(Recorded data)
==================================================
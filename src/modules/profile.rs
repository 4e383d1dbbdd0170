//! Profile tab: who you are, how you are connected, and logout.

use super::{key_press, ModuleAction, ModuleCoordinator, ModuleKind, ProfileEvent};
use crate::messaging::UserService;
use crate::styles::Theme;
use crate::widgets::Popup;
use anyhow::Result;
use crossterm::event::{Event, KeyCode};
use ratatui::prelude::*;
use ratatui::widgets::{Block, BorderType, Borders, Paragraph};
use std::rc::Rc;

pub struct ProfileModule {
    theme: Theme,
    user: Rc<dyn UserService>,
    confirming_logout: bool,
}

impl ProfileModule {
    pub fn new(theme: Theme, user: Rc<dyn UserService>) -> Self {
        Self {
            theme,
            user,
            confirming_logout: false,
        }
    }

    pub fn is_confirming_logout(&self) -> bool {
        self.confirming_logout
    }
}

impl ModuleCoordinator for ProfileModule {
    fn kind(&self) -> ModuleKind {
        ModuleKind::Profile
    }

    fn start(&mut self) -> Result<()> {
        self.confirming_logout = false;
        Ok(())
    }

    fn render(&mut self, frame: &mut Frame, area: Rect) -> Result<()> {
        let status = self.user.connection_status();
        let status_style = if status.is_connected() {
            self.theme.success_style()
        } else {
            self.theme.warning_style()
        };

        let lines = vec![
            Line::from(vec![
                Span::styled("Nickname  ", self.theme.muted_style()),
                Span::styled(self.user.nickname(), self.theme.name_style()),
            ]),
            Line::from(vec![
                Span::styled("Address   ", self.theme.muted_style()),
                Span::styled(self.user.address(), self.theme.emphasis_style()),
            ]),
            Line::from(vec![
                Span::styled("Network   ", self.theme.muted_style()),
                Span::styled(status.label(), status_style),
            ]),
            Line::default(),
            Line::from(Span::styled("Press L to log out", self.theme.text_style())),
        ];

        let block = Block::default()
            .borders(Borders::ALL)
            .border_type(BorderType::Rounded)
            .border_style(self.theme.border_focused_style())
            .title(" Profile ")
            .title_style(self.theme.title_style());
        frame.render_widget(Paragraph::new(lines).block(block), area);

        if self.confirming_logout {
            let content = Popup::new(&self.theme)
                .size(40, 5)
                .title("Log out?")
                .render(frame, area);
            frame.render_widget(
                Paragraph::new("y: log out   n/Esc: stay")
                    .alignment(Alignment::Center)
                    .style(self.theme.text_style()),
                content,
            );
        }
        Ok(())
    }

    fn handle_event(&mut self, event: &Event) -> Result<ModuleAction> {
        let Some(key) = key_press(event) else {
            return Ok(ModuleAction::None);
        };

        if self.confirming_logout {
            return Ok(match key.code {
                KeyCode::Char('y') | KeyCode::Char('Y') | KeyCode::Enter => {
                    self.confirming_logout = false;
                    ModuleAction::Profile(ProfileEvent::LogoutRequested)
                }
                KeyCode::Char('n') | KeyCode::Char('N') | KeyCode::Esc => {
                    self.confirming_logout = false;
                    ModuleAction::None
                }
                _ => ModuleAction::None,
            });
        }

        if matches!(key.code, KeyCode::Char('l') | KeyCode::Char('L')) {
            self.confirming_logout = true;
        }
        Ok(ModuleAction::None)
    }

    /// The logout confirmation is modal: global keys must not leave it open
    /// in the background.
    fn is_input_focused(&self) -> bool {
        self.confirming_logout
    }

    fn footer_hint(&self) -> &'static str {
        if self.confirming_logout {
            "Confirm: y | Cancel: n/Esc"
        } else {
            "Log out: L"
        }
    }
}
==================================================
(Your assignment) Without changing a single character, write out all of the entries.

(Output)
filename src/modules/profile.rs
repository 4e383d1dbbdd0170
//! Profile tab: who you are, how you are connected, and logout.

use super::{key_press, ModuleAction, ModuleCoordinator, ModuleKind, ProfileEvent};
use crate::messaging::UserService;
use crate::styles::Theme;
use crate::widgets::Popup;
use anyhow::Result;
use crossterm::event::{Event, KeyCode};
use ratatui::prelude::*;
use ratatui::widgets::{Block, BorderType, Borders, Paragraph};
use std::rc::Rc;

pub struct ProfileModule {
    theme: Theme,
    user: Rc<dyn UserService>,
    confirming_logout: bool,
}

impl ProfileModule {
    pub fn new(theme: Theme, user: Rc<dyn UserService>) -> Self {
        Self {
            theme,
            user,
            confirming_logout: false,
        }
    }

    pub fn is_confirming_logout(&self) -> bool {
        self.confirming_logout
    }
}

impl ModuleCoordinator for ProfileModule {
    fn kind(&self) -> ModuleKind {
        ModuleKind::Profile
    }

    fn start(&mut self) -> Result<()> {
        self.confirming_logout = false;
        Ok(())
    }

    fn render(&mut self, frame: &mut Frame, area: Rect) -> Result<()> {
        let status = self.user.connection_status();
        let status_style = if status.is_connected() {
            self.theme.success_style()
        } else {
            self.theme.warning_style()
        };

        let lines = vec![
            Line::from(vec![
                Span::styled("Nickname  ", self.theme.muted_style()),
                Span::styled(self.user.nickname(), self.theme.name_style()),
            ]),
            Line::from(vec![
                Span::styled("Address   ", self.theme.muted_style()),
                Span::styled(self.user.address(), self.theme.emphasis_style()),
            ]),
            Line::from(vec![
                Span::styled("Network   ", self.theme.muted_style()),
                Span::styled(status.label(), status_style),
            ]),
            Line::default(),
            Line::from(Span::styled("Press L to log out", self.theme.text_style())),
        ];

        let block = Block::default()
            .borders(Borders::ALL)
            .border_type(BorderType::Rounded)
            .border_style(self.theme.border_focused_style())
            .title(" Profile ")
            .title_style(self.theme.title_style());
        frame.render_widget(Paragraph::new(lines).block(block), area);

        if self.confirming_logout {
            let content = Popup::new(&self.theme)
                .size(40, 5)
                .title("Log out?")
                .render(frame, area);
            frame.render_widget(
                Paragraph::new("y: log out   n/Esc: stay")
                    .alignment(Alignment::Center)
                    .style(self.theme.text_style()),
                content,
            );
        }
        Ok(())
    }

    fn handle_event(&mut self, event: &Event) -> Result<ModuleAction> {
        let Some(key) = key_press(event) else {
            return Ok(ModuleAction::None);
        };

        if self.confirming_logout {
            return Ok(match key.code {
                KeyCode::Char('y') | KeyCode::Char('Y') | KeyCode::Enter => {
                    self.confirming_logout = false;
                    ModuleAction::Profile(ProfileEvent::LogoutRequested)
                }
                KeyCode::Char('n') | KeyCode::Char('N') | KeyCode::Esc => {
                    self.confirming_logout = false;
                    ModuleAction::None
                }
                _ => ModuleAction::None,
            });
        }

        if matches!(key.code, KeyCode::Char('l') | KeyCode::Char('L')) {
            self.confirming_logout = true;
        }
        Ok(ModuleAction::None)
    }

    /// The logout confirmation is modal: global keys must not leave it open
    /// in the background.
    fn is_input_focused(&self) -> bool {
        self.confirming_logout
    }

    fn footer_hint(&self) -> &'static str {
        if self.confirming_logout {
            "Confirm: y | Cancel: n/Esc"
        } else {
            "Log out: L"
        }
    }
}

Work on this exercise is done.